Vous souvenez-vous de votre première création ?  

J’ai composé mes premières créations à New York. J’avoue ne pas me souvenir de la toute première. Un soliflore iris peut être ? Que je ferais bien sûr totalement différemment aujourd’hui ! C’était une période particulièrement passionnante, vibrante, excitante… et c’est ce sentiment qui m’est resté. Après des années d’études et d’apprentissage de la parfumerie très absorbantes, j’étais plongée dans une atmosphère pleine d’émulation, un bain culturel très riche. 

Avez-vous des ingrédients fétiches dans votre travail ? Des odeurs préférées à titre personnel peut-être ? Y a-t-il à l’inverse des odeurs que vous aimez moins ou pas ?

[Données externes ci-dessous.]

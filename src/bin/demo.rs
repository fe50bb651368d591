//! 转换能力演示

use cn2an::{An2Cn, Cn2An, Cn2anConfig, Direction, ParseMode, RenderMode, Transform};

fn main() -> Result<(), Box<dyn std::error::Error>> {
    cn2an::init_logging();
    let config = Cn2anConfig::load().unwrap_or_default();

    println!("=== cn2an 示例 ===");
    println!();

    println!("1. 中文数字 => 阿拉伯数字 (默认 {} 模式)", config.parse_mode);
    let c = Cn2An::new();
    println!(
        "  一百二十三 (strict) => {:.0}",
        c.parse("一百二十三", ParseMode::Strict)?
    );
    println!(
        "  一千零一 (strict) => {:.0}",
        c.parse("一千零一", ParseMode::Strict)?
    );
    println!(
        "  负一百二十三点四五 (strict) => {}",
        c.parse("负一百二十三点四五", ParseMode::Strict)?
    );
    println!(
        "  一二三 (normal) => {:.0}",
        c.parse("一二三", ParseMode::Normal)?
    );
    println!(
        "  一万二 (normal) => {:.0}",
        c.parse("一万二", ParseMode::Normal)?
    );
    println!(
        "  1百23 (smart) => {:.0}",
        c.parse("1百23", ParseMode::Smart)?
    );
    println!(
        "  10.1万 (smart) => {:.0}",
        c.parse("10.1万", ParseMode::Smart)?
    );
    println!();

    println!("2. 阿拉伯数字 => 中文数字 (默认 {} 模式)", config.render_mode);
    let a = An2Cn::new();
    println!("  123 (low) => {}", a.convert(123, RenderMode::Low)?);
    println!("  1001 (low) => {}", a.convert(1001, RenderMode::Low)?);
    println!("  -123.45 (low) => {}", a.convert(-123.45, RenderMode::Low)?);
    println!("  123 (up) => {}", a.convert(123, RenderMode::Up)?);
    println!("  123 (rmb) => {}", a.convert(123, RenderMode::Rmb)?);
    println!("  123.45 (rmb) => {}", a.convert(123.45, RenderMode::Rmb)?);
    println!("  0.5 (rmb) => {}", a.convert(0.5, RenderMode::Rmb)?);
    println!("  123 (direct) => {}", a.convert(123, RenderMode::Direct)?);
    println!();

    println!("3. 句子转换");
    let t = Transform::new();
    for sentence in [
        "小王捡了一百块钱",
        "小王的生日是二零零一年三月四日",
        "抛出去的硬币为正面的概率是二分之一",
    ] {
        println!(
            "  {} (cn2an) => {}",
            sentence,
            t.transform(sentence, Direction::ToArabic)
        );
    }
    for sentence in [
        "小王捡了100块钱",
        "小王的生日是2001年3月4日",
        "抛出去的硬币为正面的概率是1/2",
    ] {
        println!(
            "  {} (an2cn) => {}",
            sentence,
            t.transform(sentence, Direction::ToChinese)
        );
    }
    println!();
    println!("=== 示例完成 ===");

    Ok(())
}
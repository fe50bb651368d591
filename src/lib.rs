//! 中文数字与阿拉伯数字互转引擎
//!
//! 双向转换：`An2Cn` 把数值渲染为中文（小写/大写/人民币/直读），
//! `Cn2An` 把中文数字解析为数值（严格/普通/智能三档），
//! `Transform` 在整句文本里按跨度转换并处理日期、分数、百分比等记法。

#![warn(rust_2018_idioms)]

pub mod an2cn;
pub mod cn2an;
pub mod config;
pub mod error;
pub mod grammar;
pub mod normalize;
pub mod tables;
pub mod transform;

// Re-export key types
pub use an2cn::{An2Cn, NumberInput, RenderMode};
pub use cn2an::{Cn2An, ParseMode};
pub use config::Cn2anConfig;
pub use error::{Cn2anError, Cn2anResult};
pub use transform::{Direction, Transform};

/// 初始化日志系统
///
/// 生产模式: 静默运行
/// 调试模式 (--features debug-logs): 按 CN2AN_LOG 环境变量过滤
///
/// 注意: 此函数可以安全地多次调用
pub fn init_logging() {
    #[cfg(feature = "debug-logs")]
    {
        use tracing_subscriber::{fmt, prelude::*, EnvFilter};

        let filter = EnvFilter::try_from_env("CN2AN_LOG")
            .unwrap_or_else(|_| EnvFilter::new("warn"));

        // 使用 try_init() 代替 init()，避免重复初始化时 panic
        let _ = tracing_subscriber::registry()
            .with(fmt::layer().with_target(false))
            .with(filter)
            .try_init();
    }

    #[cfg(not(feature = "debug-logs"))]
    {
        // 生产模式: 不启用日志
        // 如需日志，请使用 --features debug-logs 编译
    }
}
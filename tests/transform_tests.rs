//! 句子转换集成测试
//!
//! 严格对照组覆盖双向转换的回环，智能组覆盖混写输入，
//! 另有数学符号与连字符的歧义用例。

use cn2an::{Direction, Transform};

fn strict_pairs() -> Vec<(&'static str, &'static str)> {
    vec![
        ("小王捡了100块钱", "小王捡了一百块钱"),
        ("用户增长最快的3个城市", "用户增长最快的三个城市"),
        ("小王的生日是2001年3月4日", "小王的生日是二零零一年三月四日"),
        ("小王的生日是2012年12月12日", "小王的生日是二零一二年十二月十二日"),
        ("今天股价上涨了8%", "今天股价上涨了百分之八"),
        ("第2天股价下降了-3.8%", "第二天股价下降了百分之负三点八"),
        ("抛出去的硬币为正面的概率是1/2", "抛出去的硬币为正面的概率是二分之一"),
        ("现在室内温度为39℃，很热啊！", "现在室内温度为三十九摄氏度，很热啊！"),
        ("创业板指9月9日早盘低开1.57%", "创业板指九月九日早盘低开百分之一点五七"),
        ("今年盈利增长率为12.34%", "今年盈利增长率为百分之十二点三四"),
        ("实验成功率是0.5%", "实验成功率是百分之零点五"),
        ("股票价格下跌了-7.25%", "股票价格下跌了百分之负七点二五"),
        ("预计需要3/8的时间完成", "预计需要八分之三的时间完成"),
        ("室外温度是-5℃", "室外温度是-五摄氏度"),
        ("我们有2500个用户", "我们有二千五百个用户"),
        ("连续发布3天", "连续发布三天"),
        ("第10期节目", "第十期节目"),
    ]
}

#[test]
fn test_to_chinese_pairs() {
    let t = Transform::new();
    for (arabic, chinese) in strict_pairs() {
        assert_eq!(
            t.transform(arabic, Direction::ToChinese),
            chinese,
            "an2cn: {}",
            arabic
        );
    }
}

#[test]
fn test_to_arabic_pairs() {
    let t = Transform::new();
    for (arabic, chinese) in strict_pairs() {
        assert_eq!(
            t.transform(chinese, Direction::ToArabic),
            arabic,
            "cn2an: {}",
            chinese
        );
    }
}

#[test]
fn test_to_arabic_smart_spans() {
    let t = Transform::new();
    let cases = [
        ("约2.5亿年~6500万年", "约250000000年~65000000年"),
        ("廿二日，日出东方", "22日，日出东方"),
        ("大陆", "大陆"),
        ("半斤", "0.5斤"),
        ("两个", "2个"),
    ];
    for (input, expected) in cases {
        assert_eq!(
            t.transform(input, Direction::ToArabic),
            expected,
            "{}",
            input
        );
    }
}

#[test]
fn test_minus_and_hyphen() {
    let t = Transform::new();
    // 二元减号读 减
    assert_eq!(t.transform("x-y", Direction::ToChinese), "x减y");
    assert_eq!(t.transform("5 - 3", Direction::ToChinese), "五 减 三");
    // 一元负号读 负
    assert_eq!(t.transform("-y", Direction::ToChinese), "负y");
    // 单词内的连字符不是运算符
    assert_eq!(t.transform("web-app2x", Direction::ToChinese), "web-app二x");
    assert_eq!(t.transform("check-in", Direction::ToChinese), "check-in");
}

#[test]
fn test_math_notation() {
    let t = Transform::new();
    assert_eq!(t.transform("1+1=2", Direction::ToChinese), "一加一等于二");
    assert_eq!(t.transform("a>=b", Direction::ToChinese), "a大于等于b");
    assert_eq!(t.transform("3×4", Direction::ToChinese), "三乘四");
    assert_eq!(t.transform("x^3", Direction::ToChinese), "x的三次方");
    assert_eq!(t.transform("|x|", Direction::ToChinese), "x的绝对值");
}

#[test]
fn test_non_numeric_text_unchanged() {
    let t = Transform::new();
    for text in ["你好，世界", "hello world", ""] {
        assert_eq!(t.transform(text, Direction::ToChinese), text);
        assert_eq!(t.transform(text, Direction::ToArabic), text);
    }
}
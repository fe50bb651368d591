//! 阿拉伯数字转中文数字
//!
//! 支持四种渲染模式：low（小写）、up（大写）、rmb（人民币金额）、
//! direct（逐位直读）。

use std::fmt;
use std::str::FromStr;

use serde::{Deserialize, Serialize};

use crate::error::{Cn2anError, Cn2anResult};
use crate::normalize::normalize_text;
use crate::tables::{Vocabulary, MAX_DECIMAL_DIGITS, MAX_INTEGER_DIGITS};

/// 渲染模式
#[derive(Debug, Clone, Copy, PartialEq, Eq, Serialize, Deserialize)]
#[serde(rename_all = "lowercase")]
pub enum RenderMode {
    /// 小写：一百二十三
    Low,
    /// 大写：壹佰贰拾叁
    Up,
    /// 人民币金额：壹佰贰拾叁元整
    Rmb,
    /// 逐位直读：一二三
    Direct,
}

impl RenderMode {
    pub fn as_str(self) -> &'static str {
        match self {
            RenderMode::Low => "low",
            RenderMode::Up => "up",
            RenderMode::Rmb => "rmb",
            RenderMode::Direct => "direct",
        }
    }
}

impl fmt::Display for RenderMode {
    fn fmt(&self, f: &mut fmt::Formatter<'_>) -> fmt::Result {
        f.write_str(self.as_str())
    }
}

impl FromStr for RenderMode {
    type Err = Cn2anError;

    fn from_str(s: &str) -> Result<Self, Self::Err> {
        match s {
            "low" => Ok(RenderMode::Low),
            "up" => Ok(RenderMode::Up),
            "rmb" => Ok(RenderMode::Rmb),
            "direct" => Ok(RenderMode::Direct),
            other => Err(Cn2anError::UnsupportedMode(other.to_string())),
        }
    }
}

/// 渲染器输入
///
/// 浮点输入先转为十进制字符串并保留结尾的 `.0`，
/// 避免 12.0 丢失小数位信息（应渲染为「十二点零」）。
#[derive(Debug, Clone)]
pub enum NumberInput {
    Int(i64),
    Float(f64),
    Text(String),
}

impl From<i64> for NumberInput {
    fn from(v: i64) -> Self {
        NumberInput::Int(v)
    }
}

impl From<i32> for NumberInput {
    fn from(v: i32) -> Self {
        NumberInput::Int(v as i64)
    }
}

impl From<f64> for NumberInput {
    fn from(v: f64) -> Self {
        NumberInput::Float(v)
    }
}

impl From<&str> for NumberInput {
    fn from(v: &str) -> Self {
        NumberInput::Text(v.to_string())
    }
}

impl From<String> for NumberInput {
    fn from(v: String) -> Self {
        NumberInput::Text(v)
    }
}

fn float_to_string(v: f64) -> String {
    let s = format!("{}", v);
    if !s.contains('.') && v.is_finite() && v.trunc() == v {
        format!("{}.0", s)
    } else {
        s
    }
}

/// 阿拉伯数字转中文数字的转换器
#[derive(Debug, Clone, Default)]
pub struct An2Cn;

impl An2Cn {
    pub fn new() -> Self {
        Self
    }

    /// 渲染主入口
    ///
    /// # 示例
    /// ```
    /// # use cn2an::{An2Cn, RenderMode};
    /// let a = An2Cn::new();
    /// assert_eq!(a.convert(1234, RenderMode::Low).unwrap(), "一千二百三十四");
    /// ```
    pub fn convert(
        &self,
        input: impl Into<NumberInput>,
        mode: RenderMode,
    ) -> Cn2anResult<String> {
        let input_str = match input.into() {
            NumberInput::Int(v) => v.to_string(),
            NumberInput::Float(v) => float_to_string(v),
            NumberInput::Text(s) => s,
        };
        if input_str.is_empty() {
            return Err(Cn2anError::EmptyInput);
        }

        let data = normalize_text(&input_str);
        self.check_chars(&data)?;

        // 符号统一渲染为前缀 负
        let (sign, body) = match data.strip_prefix('-') {
            Some(rest) => ("负", rest),
            None => ("", data.as_str()),
        };

        let output = match mode {
            RenderMode::Direct => self.direct_convert(body)?,
            RenderMode::Rmb => self.rmb_convert(body)?,
            RenderMode::Low | RenderMode::Up => {
                let vocab = if mode == RenderMode::Low {
                    Vocabulary::Low
                } else {
                    Vocabulary::Up
                };
                let parts: Vec<&str> = body.split('.').collect();
                match parts.as_slice() {
                    [integer] => self.integer_convert(integer, vocab)?,
                    [integer, decimal] => {
                        let int_out = self.integer_convert(integer, vocab)?;
                        let dec_out = self.decimal_convert(decimal, vocab)?;
                        format!("{}{}", int_out, dec_out)
                    }
                    _ => return Err(Cn2anError::MalformedDecimal),
                }
            }
        };

        Ok(format!("{}{}", sign, output))
    }

    /// 输入只允许 ASCII 数字、小数点与负号
    fn check_chars(&self, data: &str) -> Cn2anResult<()> {
        for ch in data.chars() {
            if !ch.is_ascii_digit() && ch != '.' && ch != '-' {
                return Err(Cn2anError::InvalidCharacter { mode: "an2cn", ch });
            }
        }
        Ok(())
    }

    /// 整数部分的位值渲染
    fn integer_convert(&self, integer_data: &str, vocab: Vocabulary) -> Cn2anResult<String> {
        if integer_data.is_empty() || !integer_data.bytes().all(|b| b.is_ascii_digit()) {
            return Err(Cn2anError::FormatError(integer_data.to_string()));
        }

        // 去除前导零
        let trimmed = integer_data.trim_start_matches('0');
        let digits = if trimmed.is_empty() { "0" } else { trimmed };
        if digits.len() > MAX_INTEGER_DIGITS {
            return Err(Cn2anError::MagnitudeOverflow {
                max_len: MAX_INTEGER_DIGITS,
            });
        }

        let glyphs = vocab.digit_glyphs();
        let ladder = vocab.unit_ladder();
        let len = digits.len();

        let mut out = String::new();
        for (i, b) in digits.bytes().enumerate() {
            let d = (b - b'0') as usize;
            let pos = len - i - 1;
            if d != 0 {
                out.push(glyphs[d]);
                out.push_str(ladder[pos]);
            } else {
                // 万、亿组界上即使是零也要落单位，锚定后续组的量级
                if pos % 4 == 0 {
                    out.push(glyphs[0]);
                    out.push_str(ladder[pos]);
                }
                if i > 0 && !out.ends_with(glyphs[0]) {
                    out.push(glyphs[0]);
                }
            }
        }

        // 折叠零串与空组单位
        let mut out = out
            .replace("零零", "零")
            .replace("零万", "万")
            .replace("零亿", "亿")
            .replace("亿万", "亿");
        out = out.trim_matches('零').to_string();

        // 「一十几」省略前导一（仅小写字形）
        if out.starts_with("一十") {
            out = out.trim_start_matches('一').to_string();
        }

        if out.is_empty() {
            out.push(glyphs[0]);
        }

        Ok(out)
    }

    /// 小数部分逐位渲染，带 点 前缀；超过上限的位截断
    fn decimal_convert(&self, decimal_data: &str, vocab: Vocabulary) -> Cn2anResult<String> {
        let capped: String = decimal_data.chars().take(MAX_DECIMAL_DIGITS).collect();
        if capped.is_empty() {
            return Ok(String::new());
        }

        let glyphs = vocab.digit_glyphs();
        let mut out = String::from("点");
        for b in capped.bytes() {
            if !b.is_ascii_digit() {
                return Err(Cn2anError::FormatError(decimal_data.to_string()));
            }
            out.push(glyphs[(b - b'0') as usize]);
        }
        Ok(out)
    }

    /// 人民币金额：大写整数 + 元角分；角分只取前两位小数
    fn rmb_convert(&self, body: &str) -> Cn2anResult<String> {
        let parts: Vec<&str> = body.split('.').collect();
        let (integer_data, decimal_data) = match parts.as_slice() {
            [integer] => (*integer, ""),
            [integer, decimal] => (*integer, *decimal),
            _ => return Err(Cn2anError::MalformedDecimal),
        };

        let int_data = self.integer_convert(integer_data, Vocabulary::Up)?;
        let dec_data = self.decimal_convert(decimal_data, Vocabulary::Up)?;
        let dec: Vec<char> = dec_data.chars().collect();

        let output = match dec.len() {
            0 => format!("{}元整", int_data),
            1 => return Err(Cn2anError::FormatError(dec_data)),
            2 => {
                let jiao = dec[1];
                if jiao != '零' {
                    if int_data == "零" {
                        format!("{}角", jiao)
                    } else {
                        format!("{}元{}角", int_data, jiao)
                    }
                } else {
                    format!("{}元整", int_data)
                }
            }
            _ => {
                let jiao = dec[1];
                let fen = dec[2];
                if jiao != '零' {
                    if fen != '零' {
                        if int_data == "零" {
                            format!("{}角{}分", jiao, fen)
                        } else {
                            format!("{}元{}角{}分", int_data, jiao, fen)
                        }
                    } else if int_data == "零" {
                        format!("{}角", jiao)
                    } else {
                        format!("{}元{}角", int_data, jiao)
                    }
                } else if fen != '零' {
                    if int_data == "零" {
                        format!("{}分", fen)
                    } else {
                        format!("{}元零{}分", int_data, fen)
                    }
                } else {
                    format!("{}元整", int_data)
                }
            }
        };

        Ok(output)
    }

    /// 逐位直读：每位数字独立映射，小数点读作 点
    fn direct_convert(&self, body: &str) -> Cn2anResult<String> {
        let glyphs = Vocabulary::Low.digit_glyphs();
        let mut out = String::new();
        for ch in body.chars() {
            if ch == '.' {
                out.push('点');
            } else if let Some(d) = ch.to_digit(10) {
                out.push(glyphs[d as usize]);
            } else {
                return Err(Cn2anError::FormatError(body.to_string()));
            }
        }
        Ok(out)
    }
}
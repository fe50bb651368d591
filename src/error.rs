use thiserror::Error;

#[derive(Error, Debug)]
pub enum Cn2anError {
    // 输入错误
    #[error("input is empty")]
    EmptyInput,

    #[error("unsupported mode: {0}")]
    UnsupportedMode(String),

    #[error("character not convertible in {mode} mode: {ch}")]
    InvalidCharacter { mode: &'static str, ch: char },

    // 格式错误
    #[error("more than one decimal separator in input")]
    MalformedDecimal,

    #[error("text does not match any numeral form: {0}")]
    FormatError(String),

    // 数值范围错误
    #[error("magnitude out of range, at most {max_len} integer digits supported")]
    MagnitudeOverflow { max_len: usize },
}

pub type Cn2anResult<T> = Result<T, Cn2anError>;
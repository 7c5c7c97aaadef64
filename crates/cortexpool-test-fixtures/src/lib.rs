//! # cortexpool-test-fixtures
//!
//! Shared, dev-only fixtures: a fully wired in-memory engine stack so the
//! other crates' integration tests don't each re-derive the same
//! `Arc<dyn IPersistenceAdapter>` plumbing.

use std::sync::Arc;

use cortexpool_core::config::CortexConfig;
use cortexpool_core::traits::IPersistenceAdapter;
use cortexpool_consolidation::Consolidator;
use cortexpool_entities::EntityResolver;
use cortexpool_memory::FactStore;
use cortexpool_retrieval::RetrievalPipeline;
use cortexpool_session::CoReferenceTracker;
use cortexpool_storage::SqliteAdapter;

/// A full, in-memory CortexPool stack wired with default configuration,
/// for use in other crates' test suites.
pub struct Fixture {
    pub adapter: Arc<dyn IPersistenceAdapter>,
    pub resolver: EntityResolver,
    pub facts: FactStore,
    pub retrieval: RetrievalPipeline,
    pub consolidator: Consolidator,
    pub co_references: CoReferenceTracker,
}

impl Fixture {
    pub fn new() -> Self {
        Self::with_config(CortexConfig::default())
    }

    pub fn with_config(config: CortexConfig) -> Self {
        let adapter: Arc<dyn IPersistenceAdapter> = Arc::new(SqliteAdapter::in_memory().expect("in-memory sqlite"));
        Self {
            resolver: EntityResolver::new(adapter.clone()),
            facts: FactStore::new(adapter.clone(), config.decay.clone()),
            retrieval: RetrievalPipeline::new(adapter.clone(), config.retrieval.clone()),
            consolidator: Consolidator::new(adapter.clone(), config.decay.clone(), config.consolidation.clone()),
            co_references: CoReferenceTracker::new(adapter.clone(), config.session.clone()),
            adapter,
        }
    }
}

impl Default for Fixture {
    fn default() -> Self {
        Self::new()
    }
}
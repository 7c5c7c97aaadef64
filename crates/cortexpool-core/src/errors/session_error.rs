/// Errors from the co-reference tracker.
#[derive(Debug, thiserror::Error)]
pub enum SessionError {
    #[error("pronoun '{0}' is not in the closed co-reference vocabulary")]
    UnknownPronoun(String),
}
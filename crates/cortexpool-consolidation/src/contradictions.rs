//! spec §4.7 step 2: contradiction detection.

use std::collections::HashMap;

use chrono::Utc;

use cortexpool_core::errors::CortexResult;
use cortexpool_core::ids::{EntityId, FactId};
use cortexpool_core::models::Contradiction;
use cortexpool_core::traits::IPersistenceAdapter;

/// Pairs facts sharing `(subject, predicate)` with distinct content and
/// records one row per ordered pair into the contradictions log. Every
/// reflection pass records every live contradictory pair again — spec §9
/// leaves de-duplication across runs unspecified, so this engine does not
/// attempt it (see DESIGN.md).
pub fn detect_contradictions(adapter: &dyn IPersistenceAdapter) -> CortexResult<i64> {
    let facts = adapter.list_facts()?;
    let mut groups: HashMap<(EntityId, String), Vec<(FactId, &str)>> = HashMap::new();

    for fact in &facts {
        groups
            .entry((fact.subject_id, fact.predicate.clone()))
            .or_default()
            .push((fact.id, fact.content.as_str()));
    }

    let now = Utc::now();
    let mut recorded = 0;

    for mut members in groups.into_values() {
        if members.len() < 2 {
            continue;
        }
        members.sort_by_key(|(id, _)| id.get());
        for i in 0..members.len() {
            for j in (i + 1)..members.len() {
                let (id1, content1) = members[i];
                let (id2, content2) = members[j];
                if content1 != content2 {
                    adapter.insert_contradiction(&Contradiction {
                        fact1_id: id1,
                        fact2_id: id2,
                        detected_at: now,
                    })?;
                    recorded += 1;
                }
            }
        }
    }

    Ok(recorded)
}

#[cfg(test)]
mod tests {
    use super::*;
    use cortexpool_core::models::{EntityType, Tier};
    use cortexpool_core::traits::{EntityDraft, FactDraft};
    use cortexpool_storage::SqliteAdapter;

    #[test]
    fn differing_content_on_same_subject_predicate_is_flagged() {
        let adapter = SqliteAdapter::in_memory().unwrap();
        let now = Utc::now();
        let entity = adapter
            .insert_entity(
                EntityDraft {
                    name: "William".into(),
                    canonical_name: "william".into(),
                    entity_type: EntityType::Person,
                    aliases: vec!["William".into()],
                    confidence: 0.8,
                },
                now,
            )
            .unwrap();
        for content in ["likes tea", "likes coffee"] {
            adapter
                .insert_fact(
                    FactDraft {
                        subject_id: entity.id,
                        predicate: "prefers".into(),
                        object_id: None,
                        content: content.into(),
                        tier: Tier::Semantic,
                        importance: 0.6,
                        confidence: 0.7,
                        source: "conversation".into(),
                        ttl_ms: None,
                    },
                    now,
                )
                .unwrap();
        }

        let recorded = detect_contradictions(&adapter).unwrap();
        assert_eq!(recorded, 1);
        assert_eq!(adapter.list_contradictions().unwrap().len(), 1);
    }
}
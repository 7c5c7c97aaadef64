//! # cortexpool-session
//!
//! Co-reference tracker (spec §4.8): short-lived pronoun -> entity
//! bindings, cached with a TTL and backed by a persisted fallback.

use std::sync::Arc;
use std::time::Duration as StdDuration;

use chrono::{DateTime, Duration, Utc};
use moka::sync::Cache;

use cortexpool_core::config::SessionConfig;
use cortexpool_core::errors::CortexResult;
use cortexpool_core::ids::EntityId;
use cortexpool_core::models::{CoReference, Entity};
use cortexpool_core::traits::IPersistenceAdapter;
use cortexpool_entities::EntityResolver;
use cortexpool_similarity::normalize;

/// Closed pronoun vocabulary (spec §4.8).
const CLOSED_PRONOUNS: &[&str] = &[
    "he", "she", "it", "they", "him", "her", "them", "this", "that", "the project", "the file",
];

pub struct CoReferenceTracker {
    adapter: Arc<dyn IPersistenceAdapter>,
    resolver: EntityResolver,
    cache: Cache<String, CoReference>,
    binding_ttl: Duration,
}

impl CoReferenceTracker {
    pub fn new(adapter: Arc<dyn IPersistenceAdapter>, config: SessionConfig) -> Self {
        let resolver = EntityResolver::new(adapter.clone());
        let cache = Cache::builder()
            .max_capacity(config.cache_capacity)
            .time_to_live(StdDuration::from_secs(config.binding_ttl_minutes as u64 * 60))
            .build();
        Self {
            adapter,
            resolver,
            cache,
            binding_ttl: Duration::minutes(config.binding_ttl_minutes),
        }
    }

    /// spec §4.8 `addCoReference`: upserts by pronoun, keyed on its
    /// normalized form.
    pub fn add_co_reference(&self, pronoun: &str, entity_id: EntityId, context: &str) -> CortexResult<()> {
        let key = normalize(pronoun);
        let co_reference = CoReference {
            pronoun: key.clone(),
            entity_id,
            context: context.to_string(),
            last_seen: Utc::now(),
        };
        self.adapter.upsert_co_reference(&co_reference)?;
        self.cache.insert(key, co_reference);
        Ok(())
    }

    /// spec §4.8 `resolveCoReference`: `None` unless `pronoun` is in the
    /// closed set. Otherwise tries the cache, then the persisted table,
    /// then falls back to resolving an entity from `current_context`.
    pub fn resolve_co_reference(&self, pronoun: &str, current_context: &[String]) -> CortexResult<Option<Entity>> {
        let key = normalize(pronoun);
        if !CLOSED_PRONOUNS.contains(&key.as_str()) {
            return Ok(None);
        }

        let now = Utc::now();

        if let Some(cached) = self.cache.get(&key) {
            if self.within_window(cached.last_seen, now) {
                return self.adapter.get_entity(cached.entity_id);
            }
        }

        if let Some(persisted) = self.adapter.get_co_reference(&key)? {
            if self.within_window(persisted.last_seen, now) {
                self.cache.insert(key, persisted.clone());
                return self.adapter.get_entity(persisted.entity_id);
            }
        }

        for candidate in current_context {
            if let Some(entity) = self.resolver.resolve_entity(candidate)? {
                self.add_co_reference(pronoun, entity.id, candidate)?;
                return Ok(Some(entity));
            }
        }

        Ok(None)
    }

    fn within_window(&self, last_seen: DateTime<Utc>, now: DateTime<Utc>) -> bool {
        now - last_seen <= self.binding_ttl
    }
}

#[cfg(test)]
mod tests {
    use super::*;
    use cortexpool_core::config::DecayConfig;
    use cortexpool_memory::{AddFactInput, FactStore};
    use cortexpool_storage::SqliteAdapter;

    fn tracker() -> (CoReferenceTracker, FactStore) {
        let adapter: Arc<dyn IPersistenceAdapter> = Arc::new(SqliteAdapter::in_memory().unwrap());
        let store = FactStore::new(adapter.clone(), DecayConfig::default());
        (CoReferenceTracker::new(adapter, SessionConfig::default()), store)
    }

    #[test]
    fn non_pronoun_resolves_to_none() {
        let (tracker, _store) = tracker();
        assert!(tracker.resolve_co_reference("William", &[]).unwrap().is_none());
    }

    #[test]
    fn cached_binding_is_returned_within_window() {
        let (tracker, store) = tracker();
        let fact = store.add_fact(AddFactInput::new("William", "is", "a developer")).unwrap();
        tracker.add_co_reference("he", fact.subject_id, "William is a developer").unwrap();

        let resolved = tracker.resolve_co_reference("He", &[]).unwrap().unwrap();
        assert_eq!(resolved.id, fact.subject_id);
    }

    #[test]
    fn falls_back_to_context_on_miss() {
        let (tracker, store) = tracker();
        let fact = store.add_fact(AddFactInput::new("William", "is", "a developer")).unwrap();

        let resolved = tracker
            .resolve_co_reference("they", &["William".to_string()])
            .unwrap()
            .unwrap();
        assert_eq!(resolved.id, fact.subject_id);
    }

    #[test]
    fn multi_word_pronoun_the_project_is_recognized() {
        let (tracker, store) = tracker();
        let fact = store.add_fact(AddFactInput::new("OpenLiam", "is", "a project")).unwrap();
        let resolved = tracker
            .resolve_co_reference("The Project", &["OpenLiam".to_string()])
            .unwrap()
            .unwrap();
        assert_eq!(resolved.id, fact.subject_id);
    }
}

Il m’est toujours difficile de répondre à cette question. J’ai des préférences successives mais qui ne s’excluent pas. J’aime infiniment travailler les fleurs blanches comme le jasmin et la fleur d’oranger. J’ai une passion pour la charge sensuelle de l’iris. J’aime mélanger le naturel et le synthétique. Je ne pourrais d’ailleurs pas composer sans bois ambré. J’adore notamment l’Ambramone™ et le Driftwood de Mane.

CH Beauties de Carolina Herrera, Eternity Cologne de Calvin Klein et L’Homme Cèdre de Roger & Gallet : quelques créations et co-créations récentes de Véronique Nyberg

Vos fonctions vont aujourd’hui au-delà de la seule création olfactive. Pouvez-vous nous expliquer votre rôle chez Mane ?

Je suis parfumeur avant tout, mais j’ai aussi un rôle de direction créative de l’équipe de parfumeurs de Paris. Aujourd’hui, avec le rythme imposé par les marques pour la création, les parfums sont souvent composés en équipe. C’est un atout que les parfumeurs soient managés par un de leur pairs, qui comprend leur travail et leurs préoccupations au quotidien. Je suis également membre du conseil scientifique de Mane, et cela a été une de mes grandes motivations pour rejoindre cette belle maison familiale. Mane a un héritage très riche et elle est toujours à la pointe de la recherche de nouveaux ingrédients, naturels et synthétiques, qui enrichissent créativement notre palette. C’est un immense privilège de pouvoir participer à ces développements.

Pour quels types de marques créez-vous ?

C’est la chance de travailler dans de grandes maisons de composition : la palette de marques pour lesquelles vous êtes amené à composer est très large, les univers créatifs très divers, les exigences de chacune uniques. Dernièrement j’ai eu le bonheur de créer pour des marques internationales de designers comme Carolina Herrera avec CH Beauties, Laura Biagiotti, Trussardi, Blumarine… Tout en travaillant en parallèle avec des marques d’exception très pointues comme J.F. Schwarzlose Berlin, main dans la main avec le directeur artistique Lutz Hermann.

En tant que créatrice, quelles sont vos sources d’inspiration ?

Depuis toujours, ma plus grande source d’inspiration, ce sont les arts visuels. Je dessine pour me ressourcer, je suis fascinée par la sculpture. J’essaie de ne pas manquer une exposition à Paris. De l’art contemporain à Rodin, ma curiosité me pousse à explorer et à me constituer une bibliothèque d’images qui vont m’inspirer.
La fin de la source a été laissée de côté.